Over the past decade, blueberries have become big business in the U.S. In 1998, the Oregon blueberry harvest was 17 million pounds. By 2013, blueberry production had catapulted to 90 million pounds, on track to reach 150 million over the next five years. Blueberries are certainly delicious and nutritious, but how much of the Pacific Northwest’s $94-billion-a-year industry can be attributed to the humble fruit’s makeover—by dieticians, cookbook authors, and celebrity doctors—into a superfood?
Dozens of diet books with “superfood” in the title have been published over the last decade. Some so-called superfoods are common: Beans, apples, tea, broccoli. There are also the imported “miracle” berries and roots: açaí, goji, maca. More recently, dragonfruit, breadfruit, and mangosteen were declared nutritional miracle foods. The label often leads to a sales bump; in 2011, the top-selling superfruits brought in more than $205 million. That’s a lot of money spent on nutrient-rich foods that flaunt a label with no official definition.
Are some fruits and vegetable really far superior to the rest? The answer depends on who you ask.. Marion Nestle, the author of What to Eat and a professor of nutrition at New York University, told the Washington Post that she doesn’t believe in superfoods.On her blog, Nestle denounced the MonaVie brand that was selling acai juice for $40 a bottle in 2009. “The bottom line: all juices have antioxidants and most are a lot cheaper than MonaVie,” wrote Nestle.
Registered dietician Andy Bellatti agrees that the superfoods label is all about marketing.
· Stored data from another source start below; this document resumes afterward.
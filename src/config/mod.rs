use config::{builder::DefaultState, ConfigBuilder, ConfigError, Environment};
use serde::Deserialize;

// Main configuration container; every section can be overridden from the
// environment as BOOKING__<SECTION>__<KEY>, e.g. BOOKING__HOLDS__TTL_SECS=120.
#[derive(Debug, Clone, Deserialize)]
pub struct Config {
    pub app: AppConfig,
    pub seat_map: SeatMapConfig,
    pub pricing: PricingConfig,
    pub holds: HoldConfig,
    pub session: SessionConfig,
    pub jwt: JwtConfig,
    pub payment: PaymentConfig,
    pub circuit_breaker: CircuitBreakerConfig,
    pub users: UsersConfig,
}

#[derive(Debug, Clone, Deserialize)]
pub struct AppConfig {
    pub host: String,
    pub port: u16,
    pub environment: String,
    pub rust_log: String,
    pub log_json: bool,
}

// Theater layout used for every generated showtime
#[derive(Debug, Clone, Deserialize)]
pub struct SeatMapConfig {
    pub seed: u64,
    /// Share of seats already sold when an inventory is first generated.
    pub prebooked_ratio: f64,
    /// Comma separated row labels, front to back.
    pub rows: String,
    pub seats_per_row: u32,
    /// Comma separated seat positions left empty for aisles.
    pub aisles: String,
    /// Inclusive row ranges such as "G-H". Rows outside every range are regular.
    pub premium_rows: String,
    pub vip_rows: String,
}

#[derive(Debug, Clone, Deserialize)]
pub struct PricingConfig {
    pub regular: u64,
    pub premium: u64,
    pub vip: u64,
    pub fee_basis_points: u32,
    pub currency: String,
}

#[derive(Debug, Clone, Deserialize)]
pub struct HoldConfig {
    pub ttl_secs: i64,
    pub sweep_interval_secs: u64,
    /// How long an idle checkout or a parked login stays in memory.
    pub retention_secs: i64,
}

#[derive(Debug, Clone, Copy, PartialEq, Eq, Deserialize)]
#[serde(rename_all = "lowercase")]
pub enum SessionBackend {
    Memory,
    Redis,
}

#[derive(Debug, Clone, Deserialize)]
pub struct SessionConfig {
    pub backend: SessionBackend,
    pub redis_url: String,
    pub ttl_secs: u64,
}

// Signing key for confirmation tokens
#[derive(Debug, Clone, Deserialize)]
pub struct JwtConfig {
    pub secret: String,
    pub issuer: String,
}

// Simulated payment collaborator
#[derive(Debug, Clone, Deserialize)]
pub struct PaymentConfig {
    pub simulated_latency_ms: u64,
    pub approve: bool,
}

#[derive(Debug, Clone, Deserialize)]
pub struct CircuitBreakerConfig {
    pub failure_threshold: u32,
    pub timeout_seconds: u64,
}

#[derive(Debug, Clone, Deserialize)]
pub struct UsersConfig {
    /// Comma separated `email:password` pairs loaded into the user directory.
    pub accounts: String,
    pub bcrypt_cost: u32,
}

impl Config {
    /// Defaults overlaid with `BOOKING__*` environment variables.
    pub fn from_env() -> Result<Self, ConfigError> {
        Self::defaults()?
            .add_source(
                Environment::with_prefix("BOOKING")
                    .prefix_separator("__")
                    .separator("__")
                    .try_parsing(true),
            )
            .build()?
            .try_deserialize()
    }

    /// Built-in defaults only, ignoring the environment.
    pub fn default_values() -> Result<Self, ConfigError> {
        Self::defaults()?.build()?.try_deserialize()
    }

    fn defaults() -> Result<ConfigBuilder<DefaultState>, ConfigError> {
        config::Config::builder()
            .set_default("app.host", "0.0.0.0")?
            .set_default("app.port", 8000)?
            .set_default("app.environment", "development")?
            .set_default("app.rust_log", "seat_booking=debug,tower_http=debug")?
            .set_default("app.log_json", false)?
            .set_default("seat_map.seed", 42)?
            .set_default("seat_map.prebooked_ratio", 0.2)?
            .set_default("seat_map.rows", "A,B,C,D,E,F,G,H,I,J")?
            .set_default("seat_map.seats_per_row", 12)?
            .set_default("seat_map.aisles", "")?
            .set_default("seat_map.premium_rows", "G-H")?
            .set_default("seat_map.vip_rows", "I-J")?
            .set_default("pricing.regular", 150)?
            .set_default("pricing.premium", 250)?
            .set_default("pricing.vip", 400)?
            .set_default("pricing.fee_basis_points", 1000)?
            .set_default("pricing.currency", "USD")?
            .set_default("holds.ttl_secs", 300)?
            .set_default("holds.sweep_interval_secs", 30)?
            .set_default("holds.retention_secs", 3600)?
            .set_default("session.backend", "memory")?
            .set_default("session.redis_url", "redis://127.0.0.1:6379")?
            .set_default("session.ttl_secs", 86400)?
            .set_default("jwt.secret", "change-me-in-production")?
            .set_default("jwt.issuer", "seat-booking")?
            .set_default("payment.simulated_latency_ms", 250)?
            .set_default("payment.approve", true)?
            .set_default("circuit_breaker.failure_threshold", 5)?
            .set_default("circuit_breaker.timeout_seconds", 60)?
            .set_default("users.accounts", "demo@example.com:demo123")?
            .set_default("users.bcrypt_cost", 10)
    }
}

/// Splits a comma separated list, dropping blanks.
pub fn split_list(raw: &str) -> Vec<String> {
    raw.split(',')
        .map(str::trim)
        .filter(|s| !s.is_empty())
        .map(str::to_string)
        .collect()
}

#[cfg(test)]
mod tests {
    use super::*;

    #[test]
    fn defaults_deserialize() {
        let config = Config::default_values().unwrap();
        assert_eq!(config.app.port, 8000);
        assert_eq!(config.pricing.fee_basis_points, 1000);
        assert_eq!(config.holds.ttl_secs, 300);
        assert_eq!(config.holds.retention_secs, 3600);
        assert_eq!(config.session.backend, SessionBackend::Memory);
        assert_eq!(split_list(&config.seat_map.rows).len(), 10);
    }

    #[test]
    fn split_list_ignores_blanks() {
        assert_eq!(split_list(" A, ,B,"), vec!["A".to_string(), "B".to_string()]);
        assert!(split_list("").is_empty());
    }
}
“The field of nutrition is primed for these gimmicks because manufacturers know there are a lot of people looking for silver bullets,” says Bellatti. “The term ‘superfood’ as we know it today is silly because it is basically code for ‘grown 15,000 miles away in a remote mountain range and sold at a premium.’ As far as I am concerned, all whole, minimally processed, plant-based foods are superfoods. Are goji berries healthy? Sure. So is an orange.”